__GOAL OF THE EXERCISE__
In the records that follow, find each line containing "version" and copy it.

__DATA FOR REVIEW__

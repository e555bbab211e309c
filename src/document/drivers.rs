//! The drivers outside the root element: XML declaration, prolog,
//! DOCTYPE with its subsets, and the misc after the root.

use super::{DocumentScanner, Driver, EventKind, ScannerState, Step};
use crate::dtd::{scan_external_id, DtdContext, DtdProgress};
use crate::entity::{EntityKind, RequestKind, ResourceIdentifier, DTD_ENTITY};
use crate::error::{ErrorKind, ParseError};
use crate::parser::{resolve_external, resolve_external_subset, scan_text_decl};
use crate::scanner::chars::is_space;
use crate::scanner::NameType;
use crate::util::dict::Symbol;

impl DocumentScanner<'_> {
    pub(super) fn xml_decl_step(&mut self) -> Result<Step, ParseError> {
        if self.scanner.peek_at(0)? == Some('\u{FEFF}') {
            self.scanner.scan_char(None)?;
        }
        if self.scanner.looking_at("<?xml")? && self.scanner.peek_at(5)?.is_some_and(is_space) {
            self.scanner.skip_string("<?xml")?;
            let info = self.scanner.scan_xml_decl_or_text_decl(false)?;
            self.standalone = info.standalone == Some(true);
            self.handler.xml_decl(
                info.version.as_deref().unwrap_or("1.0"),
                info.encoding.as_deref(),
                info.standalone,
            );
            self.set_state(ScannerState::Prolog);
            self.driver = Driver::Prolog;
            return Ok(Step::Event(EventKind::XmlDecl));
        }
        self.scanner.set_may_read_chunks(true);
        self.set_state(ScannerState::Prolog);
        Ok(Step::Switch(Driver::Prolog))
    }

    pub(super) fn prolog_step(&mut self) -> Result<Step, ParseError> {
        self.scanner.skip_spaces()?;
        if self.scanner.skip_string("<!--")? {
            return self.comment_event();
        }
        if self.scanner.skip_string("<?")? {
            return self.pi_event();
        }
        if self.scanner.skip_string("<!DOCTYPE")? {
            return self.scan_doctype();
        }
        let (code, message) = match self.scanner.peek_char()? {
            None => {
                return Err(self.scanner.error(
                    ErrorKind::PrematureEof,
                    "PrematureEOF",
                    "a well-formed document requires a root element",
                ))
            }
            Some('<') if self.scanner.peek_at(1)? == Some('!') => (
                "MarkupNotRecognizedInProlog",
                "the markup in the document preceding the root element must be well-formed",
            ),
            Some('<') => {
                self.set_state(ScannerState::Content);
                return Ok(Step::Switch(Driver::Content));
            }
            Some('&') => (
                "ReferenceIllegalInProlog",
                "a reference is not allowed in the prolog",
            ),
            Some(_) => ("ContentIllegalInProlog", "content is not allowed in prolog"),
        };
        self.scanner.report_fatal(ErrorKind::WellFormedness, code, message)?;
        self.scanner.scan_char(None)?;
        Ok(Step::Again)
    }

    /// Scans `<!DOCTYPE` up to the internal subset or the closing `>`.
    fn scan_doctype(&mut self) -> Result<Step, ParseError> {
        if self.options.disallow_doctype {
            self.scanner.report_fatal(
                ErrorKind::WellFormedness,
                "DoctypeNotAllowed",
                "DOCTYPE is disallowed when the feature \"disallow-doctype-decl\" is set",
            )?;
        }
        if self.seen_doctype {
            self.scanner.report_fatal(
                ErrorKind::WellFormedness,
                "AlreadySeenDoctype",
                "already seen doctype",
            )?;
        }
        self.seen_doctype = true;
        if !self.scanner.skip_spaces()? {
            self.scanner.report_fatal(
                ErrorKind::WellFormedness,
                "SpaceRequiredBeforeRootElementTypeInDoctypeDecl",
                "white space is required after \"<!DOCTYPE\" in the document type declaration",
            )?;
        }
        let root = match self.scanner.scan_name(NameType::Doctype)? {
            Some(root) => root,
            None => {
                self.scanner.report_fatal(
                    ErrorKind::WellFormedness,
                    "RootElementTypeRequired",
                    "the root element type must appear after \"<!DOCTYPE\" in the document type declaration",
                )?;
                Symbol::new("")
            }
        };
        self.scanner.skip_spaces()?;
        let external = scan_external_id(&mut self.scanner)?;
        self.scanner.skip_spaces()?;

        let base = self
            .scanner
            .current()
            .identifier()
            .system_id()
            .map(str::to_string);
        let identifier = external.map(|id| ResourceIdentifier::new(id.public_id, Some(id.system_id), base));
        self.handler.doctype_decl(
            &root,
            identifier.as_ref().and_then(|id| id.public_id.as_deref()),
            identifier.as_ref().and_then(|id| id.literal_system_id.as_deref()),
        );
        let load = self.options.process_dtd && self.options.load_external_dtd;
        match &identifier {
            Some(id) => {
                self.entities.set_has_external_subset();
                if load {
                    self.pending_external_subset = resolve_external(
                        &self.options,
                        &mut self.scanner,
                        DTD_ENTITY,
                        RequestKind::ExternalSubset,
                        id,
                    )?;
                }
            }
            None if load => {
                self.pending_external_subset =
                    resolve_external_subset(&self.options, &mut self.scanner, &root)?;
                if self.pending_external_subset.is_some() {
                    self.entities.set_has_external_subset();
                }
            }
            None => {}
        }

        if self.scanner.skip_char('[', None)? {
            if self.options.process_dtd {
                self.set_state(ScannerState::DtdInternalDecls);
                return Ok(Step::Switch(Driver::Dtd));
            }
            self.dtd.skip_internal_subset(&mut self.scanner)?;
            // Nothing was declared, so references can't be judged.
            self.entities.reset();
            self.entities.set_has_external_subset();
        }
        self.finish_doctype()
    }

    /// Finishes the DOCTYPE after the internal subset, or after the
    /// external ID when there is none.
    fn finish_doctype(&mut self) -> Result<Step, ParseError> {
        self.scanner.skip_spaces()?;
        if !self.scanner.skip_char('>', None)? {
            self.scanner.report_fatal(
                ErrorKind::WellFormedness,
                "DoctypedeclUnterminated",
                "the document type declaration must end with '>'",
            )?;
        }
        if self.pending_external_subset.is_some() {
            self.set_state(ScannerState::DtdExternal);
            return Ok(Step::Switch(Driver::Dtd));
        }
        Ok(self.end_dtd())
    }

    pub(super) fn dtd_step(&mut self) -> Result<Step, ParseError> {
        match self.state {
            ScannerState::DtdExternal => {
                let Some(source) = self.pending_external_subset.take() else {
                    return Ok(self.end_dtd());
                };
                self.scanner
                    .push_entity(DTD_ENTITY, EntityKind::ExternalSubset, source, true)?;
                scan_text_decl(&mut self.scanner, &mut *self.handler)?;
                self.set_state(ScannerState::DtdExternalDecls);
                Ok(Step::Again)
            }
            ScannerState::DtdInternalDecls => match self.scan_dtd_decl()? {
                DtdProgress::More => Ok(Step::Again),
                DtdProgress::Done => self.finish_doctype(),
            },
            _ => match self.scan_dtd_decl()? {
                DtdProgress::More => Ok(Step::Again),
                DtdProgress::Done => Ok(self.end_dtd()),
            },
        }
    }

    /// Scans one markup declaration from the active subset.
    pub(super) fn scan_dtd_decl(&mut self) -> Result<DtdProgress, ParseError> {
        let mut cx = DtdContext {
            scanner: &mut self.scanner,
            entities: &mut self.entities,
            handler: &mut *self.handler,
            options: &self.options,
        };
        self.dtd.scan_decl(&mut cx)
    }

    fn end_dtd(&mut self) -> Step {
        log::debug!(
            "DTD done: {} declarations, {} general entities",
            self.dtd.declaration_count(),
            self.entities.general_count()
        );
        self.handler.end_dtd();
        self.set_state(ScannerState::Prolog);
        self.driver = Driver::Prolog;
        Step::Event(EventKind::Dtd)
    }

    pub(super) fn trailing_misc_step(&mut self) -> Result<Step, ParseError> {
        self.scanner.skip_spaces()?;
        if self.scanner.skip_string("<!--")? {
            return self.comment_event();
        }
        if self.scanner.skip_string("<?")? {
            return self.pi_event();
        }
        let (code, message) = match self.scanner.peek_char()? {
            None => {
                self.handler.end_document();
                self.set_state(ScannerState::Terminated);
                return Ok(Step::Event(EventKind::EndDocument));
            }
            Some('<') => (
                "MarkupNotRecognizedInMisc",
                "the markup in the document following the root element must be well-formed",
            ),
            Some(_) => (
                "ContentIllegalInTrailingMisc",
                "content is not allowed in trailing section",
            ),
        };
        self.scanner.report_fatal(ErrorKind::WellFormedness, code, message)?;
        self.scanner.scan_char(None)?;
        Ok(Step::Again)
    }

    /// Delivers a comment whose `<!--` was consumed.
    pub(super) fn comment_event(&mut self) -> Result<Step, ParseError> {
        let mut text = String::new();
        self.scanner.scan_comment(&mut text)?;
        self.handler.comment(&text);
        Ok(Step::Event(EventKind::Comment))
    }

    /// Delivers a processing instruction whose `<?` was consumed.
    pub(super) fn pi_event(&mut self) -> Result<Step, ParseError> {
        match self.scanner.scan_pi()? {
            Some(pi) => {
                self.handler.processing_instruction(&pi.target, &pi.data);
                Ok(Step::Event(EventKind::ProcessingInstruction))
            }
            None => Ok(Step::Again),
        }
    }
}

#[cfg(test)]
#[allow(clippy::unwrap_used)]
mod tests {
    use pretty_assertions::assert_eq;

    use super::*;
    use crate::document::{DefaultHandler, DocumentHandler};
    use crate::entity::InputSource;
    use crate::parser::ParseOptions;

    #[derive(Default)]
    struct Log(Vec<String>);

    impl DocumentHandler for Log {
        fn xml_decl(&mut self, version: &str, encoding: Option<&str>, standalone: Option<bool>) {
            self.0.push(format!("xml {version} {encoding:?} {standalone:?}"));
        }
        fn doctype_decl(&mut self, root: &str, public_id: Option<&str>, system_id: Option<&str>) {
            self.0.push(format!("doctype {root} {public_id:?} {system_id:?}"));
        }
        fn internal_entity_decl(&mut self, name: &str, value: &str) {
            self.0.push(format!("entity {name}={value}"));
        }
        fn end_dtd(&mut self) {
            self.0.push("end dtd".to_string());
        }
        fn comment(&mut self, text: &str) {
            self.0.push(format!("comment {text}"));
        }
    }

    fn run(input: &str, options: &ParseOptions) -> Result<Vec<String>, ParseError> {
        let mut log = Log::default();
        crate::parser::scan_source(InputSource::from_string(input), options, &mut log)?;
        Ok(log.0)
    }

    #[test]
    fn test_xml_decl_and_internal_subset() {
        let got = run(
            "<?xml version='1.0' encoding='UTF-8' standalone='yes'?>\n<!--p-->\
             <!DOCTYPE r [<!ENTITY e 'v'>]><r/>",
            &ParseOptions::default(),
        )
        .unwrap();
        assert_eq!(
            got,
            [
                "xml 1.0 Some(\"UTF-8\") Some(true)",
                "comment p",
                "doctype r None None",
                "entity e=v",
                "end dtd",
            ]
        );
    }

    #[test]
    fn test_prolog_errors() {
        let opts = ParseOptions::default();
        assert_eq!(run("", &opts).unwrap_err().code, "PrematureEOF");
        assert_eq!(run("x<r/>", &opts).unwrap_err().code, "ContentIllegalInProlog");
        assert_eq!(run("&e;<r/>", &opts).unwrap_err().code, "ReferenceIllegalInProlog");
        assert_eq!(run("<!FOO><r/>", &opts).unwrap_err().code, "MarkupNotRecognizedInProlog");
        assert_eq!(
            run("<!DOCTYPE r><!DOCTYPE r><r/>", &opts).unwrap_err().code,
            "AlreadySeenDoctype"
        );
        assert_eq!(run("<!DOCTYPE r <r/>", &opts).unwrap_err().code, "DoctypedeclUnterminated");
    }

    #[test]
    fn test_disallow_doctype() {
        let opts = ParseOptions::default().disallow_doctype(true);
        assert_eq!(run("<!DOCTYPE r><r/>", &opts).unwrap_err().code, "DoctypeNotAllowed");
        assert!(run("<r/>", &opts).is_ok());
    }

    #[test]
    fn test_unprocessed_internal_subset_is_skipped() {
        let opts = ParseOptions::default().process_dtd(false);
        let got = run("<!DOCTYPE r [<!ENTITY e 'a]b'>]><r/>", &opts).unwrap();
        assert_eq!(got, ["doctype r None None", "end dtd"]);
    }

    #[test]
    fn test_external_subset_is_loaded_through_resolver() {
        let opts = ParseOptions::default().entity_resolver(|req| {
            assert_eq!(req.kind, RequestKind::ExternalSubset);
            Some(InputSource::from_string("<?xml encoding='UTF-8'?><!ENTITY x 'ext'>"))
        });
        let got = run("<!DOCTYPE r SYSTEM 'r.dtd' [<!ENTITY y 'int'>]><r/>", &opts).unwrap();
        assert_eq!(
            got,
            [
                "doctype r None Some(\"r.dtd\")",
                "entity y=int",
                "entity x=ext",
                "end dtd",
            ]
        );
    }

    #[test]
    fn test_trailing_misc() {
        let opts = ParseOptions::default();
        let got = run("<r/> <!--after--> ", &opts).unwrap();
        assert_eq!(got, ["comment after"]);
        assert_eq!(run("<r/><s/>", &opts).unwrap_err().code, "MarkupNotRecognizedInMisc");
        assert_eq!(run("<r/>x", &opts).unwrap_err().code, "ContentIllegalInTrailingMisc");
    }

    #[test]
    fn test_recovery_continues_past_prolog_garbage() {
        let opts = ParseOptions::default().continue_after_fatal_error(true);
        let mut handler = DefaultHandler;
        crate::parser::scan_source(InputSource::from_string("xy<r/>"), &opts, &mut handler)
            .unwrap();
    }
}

__RESULT OF THE EXERCISE__
                info.version.as_deref().unwrap_or("1.0"),
        fn xml_decl(&mut self, version: &str, encoding: Option<&str>, standalone: Option<bool>) {
            self.0.push(format!("xml {version} {encoding:?} {standalone:?}"));
            "<?xml version='1.0' encoding='UTF-8' standalone='yes'?>\n<!--p-->\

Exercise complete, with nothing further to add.